Managing Disruption in the Workplace

We are used to the term disruption having a negative meaning, especially in the workplace. Disruptive employees need to be counseled on the harm they’ve caused. Disruption slows down the progress of work and splinters the regular progression of a project. These types of disruptions still find their way into business and projects; however, another variety of disruption is opening doors that can change the narrative of how disruptions are viewed.

Consider that when you look at disruption in the workplace, you are looking at an opportunity for change. Change can make your team feel disconnected or fearful. This is ever apparent in the post-COVID workplace, where more options are available to employees for how and where to work. However, groups that view disruption as an opportunity to innovate the workplace find a more robust path forward. Positive disruptions give teams the ability to expand thinking beyond what has always been done in the past. Through this, they are able to create new ways to work together and new pathways can be forged that reinforce teamwork.

Carolyn Swora, the author of The Rules of Rules of Engagement: Building a Workplace Culture to Thrive in an Uncertain World, reinforces the idea that disruption occurs during change, but that change is that pivotal element that gives leaders the opportunity to evolve. When you fear the change, you create a negative narrative. However, if you view change as a chance to progress, the narrative becomes positive and supports the change. This evolution is especially true as we become more globally connected through technological advances.

In a recent article, Deloitte discusses changes to the workplace in our technologically advanced society. These advances are connecting workers, regardless of location, device, or time zone. We are more connected each other through technology than at any time in history, and with this digital access, the workplace can be remodeled.

The disruption we are all facing now gives us the opportunity to interweave technology, people, and business success for a more unified system change. As changes increase, so do fear and opportunities, however, you have a choice in how you move forward with your business.
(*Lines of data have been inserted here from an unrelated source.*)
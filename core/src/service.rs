//! The background worker: a FIFO queue of submissions, processed one at a
//! time to completion.

use std::sync::mpsc;
use std::thread;

use log::debug;
use uuid::Uuid;

use crate::config::ServiceConfig;
use crate::connection::{ConnectionFactory, HttpConnectionFactory};
use crate::connectivity::ConnectivityProbe;
use crate::dispatcher::{ResultDispatcher, ResultSink};
use crate::executor::RequestExecutor;
use crate::http::{Request, Response};

struct Submission {
    id: Uuid,
    request: Request,
    sink: ResultSink,
}

/// Handle to a spawned courier worker.
///
/// Submissions are fire-and-forget: [`submit`](Courier::submit) enqueues and
/// returns immediately; the result arrives later through the submission's
/// sink, invoked on the worker thread. One worker processes submissions
/// strictly in submission order, one at a time — a burst of submissions
/// queues behind the serialized worker. There is no mid-flight cancellation;
/// once submitted, a request runs to completion, timeout, or error.
///
/// Dropping the handle (or calling [`shutdown`](Courier::shutdown)) closes
/// the queue; the worker drains what was already submitted and exits.
pub struct Courier {
    queue: Option<mpsc::Sender<Submission>>,
    worker: Option<thread::JoinHandle<()>>,
}

impl Courier {
    /// Spawn a worker over the real network transport.
    pub fn spawn(config: ServiceConfig, probe: impl ConnectivityProbe) -> Self {
        let factory = HttpConnectionFactory::new(&config);
        Self::with_factory(factory, config, probe)
    }

    /// Spawn a worker over a caller-supplied transport. Tests use this to
    /// substitute fault-injecting factories.
    pub fn with_factory<F: ConnectionFactory>(
        factory: F,
        config: ServiceConfig,
        probe: impl ConnectivityProbe,
    ) -> Self {
        let debug_logging = config.debug_logging;
        let dispatcher = ResultDispatcher::new(probe, RequestExecutor::with_factory(factory, config));

        let (queue, submissions) = mpsc::channel::<Submission>();
        let worker = thread::spawn(move || {
            for submission in submissions {
                if debug_logging {
                    debug!("processing submission {}", submission.id);
                }
                dispatcher.handle(&submission.request, submission.sink);
            }
        });

        Self {
            queue: Some(queue),
            worker: Some(worker),
        }
    }

    /// Enqueue one submission. Never blocks.
    pub fn submit(&self, request: Request, sink: impl FnOnce(Response) + Send + 'static) {
        let submission = Submission {
            id: Uuid::new_v4(),
            request,
            sink: Box::new(sink),
        };
        if let Some(queue) = &self.queue {
            // The worker outlives this handle, so the queue is open for as
            // long as submissions can be made.
            let _ = queue.send(submission);
        }
    }

    /// Close the queue and wait for the worker to drain outstanding
    /// submissions. Every already-accepted submission still gets its one
    /// delivery before this returns.
    pub fn shutdown(mut self) {
        self.close_and_join();
    }

    fn close_and_join(&mut self) {
        drop(self.queue.take());
        if let Some(worker) = self.worker.take() {
            let _ = worker.join();
        }
    }
}

impl Drop for Courier {
    fn drop(&mut self) {
        self.close_and_join();
    }
}
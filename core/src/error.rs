//! Transport error types.
//!
//! # Design
//! `NotFound` gets a dedicated variant because the dispatcher maps it to a
//! different synthesized status (403) than every other failure (504).
//! The `From<ureq::Error>` impl is the single place where transport-level
//! failures are classified; the executor and dispatcher never inspect ureq
//! errors directly.

use std::fmt;
use std::io;

use crate::http::status;

/// Failures raised while executing an exchange.
#[derive(Debug)]
pub enum TransportError {
    /// The host or resource could not be located or opened.
    NotFound,

    /// A connect or read deadline expired.
    Timeout,

    /// The URL could not be parsed into something the transport can open.
    InvalidUrl(String),

    /// Any other I/O or protocol failure.
    Io(String),
}

impl TransportError {
    /// The status code delivered in place of a real server status.
    pub fn as_status(&self) -> u16 {
        match self {
            TransportError::NotFound => status::FORBIDDEN,
            _ => status::GATEWAY_TIMEOUT,
        }
    }
}

impl fmt::Display for TransportError {
    fn fmt(&self, f: &mut fmt::Formatter<'_>) -> fmt::Result {
        match self {
            TransportError::NotFound => write!(f, "host or resource not found"),
            TransportError::Timeout => write!(f, "transport deadline expired"),
            TransportError::InvalidUrl(url) => write!(f, "invalid url: {url}"),
            TransportError::Io(msg) => write!(f, "transport failure: {msg}"),
        }
    }
}

impl std::error::Error for TransportError {}

impl From<ureq::Error> for TransportError {
    fn from(err: ureq::Error) -> Self {
        match err {
            ureq::Error::HostNotFound => TransportError::NotFound,
            ureq::Error::Timeout(_) => TransportError::Timeout,
            ureq::Error::BadUri(uri) => TransportError::InvalidUrl(uri.to_string()),
            ureq::Error::Io(e) if e.kind() == io::ErrorKind::NotFound => TransportError::NotFound,
            ureq::Error::Io(e) if e.kind() == io::ErrorKind::TimedOut => TransportError::Timeout,
            other => TransportError::Io(other.to_string()),
        }
    }
}
//! Transport connection construction.
//!
//! # Design
//! The two traits here are the seam between the executor and the real
//! network: `ConnectionFactory` opens a configured exchange, `Connection`
//! exposes its status and buffered body. Tests substitute fault-injecting
//! factories; production uses [`HttpConnectionFactory`], a thin layer over
//! a shared ureq agent configured once from [`ServiceConfig`].
//!
//! Releasing a connection is tied to ownership: dropping a `Connection`
//! releases it, so every exit path of the executor — including mid-read
//! failures — releases the exchange without explicit cleanup code.

use log::debug;

use crate::config::ServiceConfig;
use crate::error::TransportError;

/// Content type applied to every request, GET and POST alike.
const CONTENT_TYPE: &str = "text/plain; charset=utf-8";

/// One open exchange. The status is already known; the body has not been
/// read yet. Dropping the value releases the connection.
pub trait Connection {
    /// The numeric status the server responded with.
    fn status(&self) -> u16;

    /// Buffer the entire response body. Bodies are never streamed and have
    /// no size cap.
    fn read_body(&mut self) -> Result<Vec<u8>, TransportError>;
}

/// Opens configured transport connections.
pub trait ConnectionFactory: Send + 'static {
    type Conn: Connection;

    /// Open `url` for a GET exchange.
    fn open_get(&self, url: &str) -> Result<Self::Conn, TransportError>;

    /// Open `url` for a POST exchange, writing `body` as UTF-8 text before
    /// the response is read.
    fn open_post(&self, url: &str, body: &str) -> Result<Self::Conn, TransportError>;
}

/// Production factory backed by a shared ureq agent.
///
/// The agent is configured once: connect and read timeouts, automatic
/// redirect following, and plain-text content type on every request.
/// Non-2xx statuses are returned as data, not errors; the executor passes
/// them through with their body.
pub struct HttpConnectionFactory {
    agent: ureq::Agent,
    debug_logging: bool,
}

impl HttpConnectionFactory {
    pub fn new(config: &ServiceConfig) -> Self {
        let mut builder = ureq::Agent::config_builder()
            .http_status_as_error(false)
            .timeout_connect(Some(config.connect_timeout))
            .timeout_recv_response(Some(config.read_timeout))
            .timeout_recv_body(Some(config.read_timeout))
            .max_redirects(10);
        if !config.reuse_connections {
            builder = builder.max_idle_connections(0);
        }
        Self {
            agent: builder.build().new_agent(),
            debug_logging: config.debug_logging,
        }
    }
}

impl ConnectionFactory for HttpConnectionFactory {
    type Conn = HttpConnection;

    fn open_get(&self, url: &str) -> Result<HttpConnection, TransportError> {
        let response = self
            .agent
            .get(url)
            .header("Content-Type", CONTENT_TYPE)
            .call()?;
        Ok(HttpConnection {
            response,
            debug_logging: self.debug_logging,
        })
    }

    fn open_post(&self, url: &str, body: &str) -> Result<HttpConnection, TransportError> {
        // Streamed from a reader so the transport applies its own chunking
        // rather than a pre-computed content length.
        let mut reader = body.as_bytes();
        let response = self
            .agent
            .post(url)
            .content_type(CONTENT_TYPE)
            .send(ureq::SendBody::from_reader(&mut reader))?;
        Ok(HttpConnection {
            response,
            debug_logging: self.debug_logging,
        })
    }
}

/// An exchange opened by [`HttpConnectionFactory`].
pub struct HttpConnection {
    response: ureq::http::Response<ureq::Body>,
    debug_logging: bool,
}

impl Connection for HttpConnection {
    fn status(&self) -> u16 {
        self.response.status().as_u16()
    }

    fn read_body(&mut self) -> Result<Vec<u8>, TransportError> {
        self.response
            .body_mut()
            .with_config()
            .limit(u64::MAX)
            .read_to_vec()
            .map_err(TransportError::from)
    }
}

impl Drop for HttpConnection {
    fn drop(&mut self) {
        if self.debug_logging {
            debug!("releasing connection");
        }
    }
}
When a disruption occurs, there are a spectrum of responses that can occur along with it. On the one hand, the disruption occurs as a narrative where there is an adverse event causing problems, and you feel the need to suppress the person or event. This type of narrative pulls team members backward in an attempt to slow down or stop the change. Going back to the post-COVID scenario as an example, team members want to go back to the way they used to work because it was comfortable. Perhaps they believe any other way won’t work. The change is disruptive, and therefore unwanted. In this view, the difference is viewed as wrong, and there is fear involved. There is a resistance to looking at the situation as one that hold possibilities. The disruption occurs as a fracturing force within the team, attempting to pull the team back toward how things have always been done. Alternatively, when the narrative shifts to focus on solutions, change can move things forward. It is no longer about finding comfort from the known, but instead shifting the view to a focus on how to innovatively move forward.

This other end of the spectrum views disruption as an opportunity to, not only change, but improve how work is done. It looks at the interplay between people, business, and technology, asking questions which find ways to affect the outcome in positive way. Do you look for prospects that benefit both you and your team? How can you integrate differences and disruptions to create an orchestrated environment? These open-ended questions allow room for change and more a effective use of team skills for business success.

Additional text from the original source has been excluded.